Sinop bu sezon ilk gemilerini ağırladı, hayırlı olsun. Yaşlı yolcular dikkat çekiyor. Zeten rahatlığı nedeniyle gemiyi yaşlılar tercih ediyorlar. Medeni milletlerin yaşam standardı öyle yüksek ki, hayatı en iyi şekilde yaşamayı prensip edinmişler. Çok çalışıyorlar, bey gibi yaşıyorlar. Geri kalmış ülkelerde, yaşı küçük ama ruhu yaşlı insanlar, onlarda yaşı büyük ama ruhu genç insanlar görebiliyorsunuz.
Konu yaşlılık olunca aklıma, ünlü gazeteci Leyla Umar’ın yaşamı yorulmadan geçiren çevresindeki slikonlu kadınlardan etkilenmiş olacak ki şöyle bir yazı yazmış:
Kadınlar yüzleriyle barışıktı eskiden… Bir ağacın yaşı, nasıl gövdesinde gizlediği çizgilerden okunursa bir kadının hayatı da yüz hatlarında ele verirdi kendini…
Her biri; insan suretinden bir papirüse döşenmiş elyazmalarıydı o kırışıklıkların; engin tecrübelerin alametiydi.
Gün geldi, uzun yaşama sevdasına kapıldı insanoğlu…
Gençliğe tapındıkça yaşadığını yalanlamanın derdine düştü.
Madem ki o hatlardı yaşını ele veren; o hattı müdafaa etmenin âlemi yoktu.
Çehreler önce yoğun pudra taarruzuyla maskelendi; yetmeyince genç kalma hırsının çarmıhına gerildi. Tecrübe, “kulak ardı” edildi.
Şimdi, “gergin anneler”, ağır makyajla yaşlı görünmeye çalışan kızlarının yanında, çizgilerinden arındırılmış anlamsız yüzlerine bakıp yaşlarını tahmin etmemizi ve kendilerini tebrik etmemizi bekliyorlar.
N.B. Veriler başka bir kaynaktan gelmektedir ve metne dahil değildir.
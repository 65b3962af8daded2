//! K-way merge over the memtable snapshot and run files.
//!
//! Yields entries in ascending (key, seq) order. Sequence numbers are
//! globally unique within a store, so the merge is a strict total order
//! and duplicate keys come out in insertion order.

use crate::store::run::{RunEntry, RunReader};
use bytes::Bytes;
use std::cmp::{Ordering, Reverse};
use std::collections::BinaryHeap;
use std::io;

/// One input to the merge.
pub enum MergeSource {
    /// Snapshot of memtable entries, already sorted.
    Memtable(std::vec::IntoIter<(Bytes, u64, Bytes)>),
    /// Sequential reader over a sorted run file.
    Run(RunReader),
}

impl MergeSource {
    fn next(&mut self) -> io::Result<Option<RunEntry>> {
        match self {
            MergeSource::Memtable(iter) => Ok(iter.next().map(|(key, seq, row)| RunEntry {
                key,
                seq,
                row,
            })),
            MergeSource::Run(reader) => reader.next_entry(),
        }
    }
}

struct HeapItem {
    key: Bytes,
    seq: u64,
    row: Bytes,
    source: usize,
}

impl PartialEq for HeapItem {
    fn eq(&self, other: &Self) -> bool {
        self.key == other.key && self.seq == other.seq
    }
}

impl Eq for HeapItem {}

impl PartialOrd for HeapItem {
    fn partial_cmp(&self, other: &Self) -> Option<Ordering> {
        Some(self.cmp(other))
    }
}

impl Ord for HeapItem {
    fn cmp(&self, other: &Self) -> Ordering {
        self.key
            .cmp(&other.key)
            .then_with(|| self.seq.cmp(&other.seq))
    }
}

/// Streaming k-way merge.
pub struct MergeStream {
    sources: Vec<MergeSource>,
    heap: BinaryHeap<Reverse<HeapItem>>,
}

impl MergeStream {
    /// Build a merge over the given sources, priming one entry from each.
    pub fn new(sources: Vec<MergeSource>) -> io::Result<Self> {
        let mut merge = Self {
            sources,
            heap: BinaryHeap::new(),
        };
        for idx in 0..merge.sources.len() {
            merge.refill(idx)?;
        }
        Ok(merge)
    }

    fn refill(&mut self, source: usize) -> io::Result<()> {
        if let Some(entry) = self.sources[source].next()? {
            self.heap.push(Reverse(HeapItem {
                key: entry.key,
                seq: entry.seq,
                row: entry.row,
                source,
            }));
        }
        Ok(())
    }

    /// Pop the next entry in (key, seq) order.
    pub fn next(&mut self) -> io::Result<Option<RunEntry>> {
        let Some(Reverse(item)) = self.heap.pop() else {
            return Ok(None);
        };
        self.refill(item.source)?;
        Ok(Some(RunEntry {
            key: item.key,
            seq: item.seq,
            row: item.row,
        }))
    }
}
//! In-memory sorted buffer of recent puts.
//!
//! Entries are keyed by (encoded key, insert sequence) so that duplicate
//! keys keep their insertion order through flushes and merges.

use crate::store::KeyInterval;
use bytes::Bytes;
use std::collections::BTreeMap;

/// The in-memory sorted table, flushed to a run file when it grows past
/// the configured threshold.
#[derive(Debug, Default)]
pub struct Memtable {
    entries: BTreeMap<(Bytes, u64), Bytes>,
    bytes: usize,
}

impl Memtable {
    pub fn new() -> Self {
        Self::default()
    }

    /// Insert an entry under its global sequence number.
    pub fn insert(&mut self, key: Bytes, seq: u64, row: Bytes) {
        self.bytes += key.len() + row.len();
        self.entries.insert((key, seq), row);
    }

    /// Approximate payload bytes buffered.
    pub fn approximate_bytes(&self) -> usize {
        self.bytes
    }

    pub fn len(&self) -> usize {
        self.entries.len()
    }

    pub fn is_empty(&self) -> bool {
        self.entries.is_empty()
    }

    /// Iterate all entries in (key, seq) order.
    pub fn iter(&self) -> impl Iterator<Item = (&Bytes, u64, &Bytes)> {
        self.entries.iter().map(|((key, seq), row)| (key, *seq, row))
    }

    /// Clone the entries falling inside the interval, in order.
    ///
    /// The clones are cheap (`Bytes` is reference-counted); the snapshot
    /// lets a scan proceed without holding the store lock.
    pub fn snapshot_range(&self, interval: &KeyInterval) -> Vec<(Bytes, u64, Bytes)> {
        self.entries
            .iter()
            .filter(|((key, _), _)| interval.contains(key))
            .map(|((key, seq), row)| (key.clone(), *seq, row.clone()))
            .collect()
    }

    /// Take the whole table for a flush, leaving it empty.
    pub fn take(&mut self) -> BTreeMap<(Bytes, u64), Bytes> {
        self.bytes = 0;
        std::mem::take(&mut self.entries)
    }
}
Leyla Umar’ın yeni çıkan anılar kitabının (“Geriye Yazılar Kaldı”, Epsilon) kapağındaki fotoğrafında, bu yüzde ise; bir kitaba sığdırılmış bütün anıların, bütün acıların, bütün sevdaların izi var. Alnını, gözlerinin kenarını, dudaklarının çeperini çevreleyen her çizgi,
” bak ne çok şey yaşadım” diye bağırıyor gururla… Ve gözler cümleyi tamamlıyor:
“…ama hâlâ dimdik ayaktayım”.
Kapağı çevirip sayfalara daldığınızda onun neden “kırışıklıklarıyla barışık” yaşadığını anlıyorsunuz.
Çünkü o, genç göstermesini, kulağının ardına gizlediği çizgiye değil, hayatın inadına izlediği çizgiye borçlu…
Nikâh günü tek başına ağlayan gelin fotoğrafını nasıl çektirdiğini anlatırken de, doğuracağı gece kocasından yediği dayaktan bahsederken de, eşinin ihanetini anımsarken de en ufak bir ağıt yakma ya da pişmanlık izi yok satırlarında…
Tersine “Yine olsa yine yaşardım” meydan okuması var.
Yazdığı kitapta, hayatının hiçbir döneminde muhabirlik heyecanını yitirmemiş 76 yaşında bir gazetecinin meslek dersleriyle dolu… Ama ondan da önemli hayat dersleri var:
Yıl 1976…Umar, eşi roman yazabilsin diye kendini paralıyor. Onun gazete yazılarını daktilo ediyor. Rahat çalışsın diye işini bırakıp onunla Amerika’ya göçüyor. Bir gün evde yalnızken telefon çalıyor. Arayan bir kadın…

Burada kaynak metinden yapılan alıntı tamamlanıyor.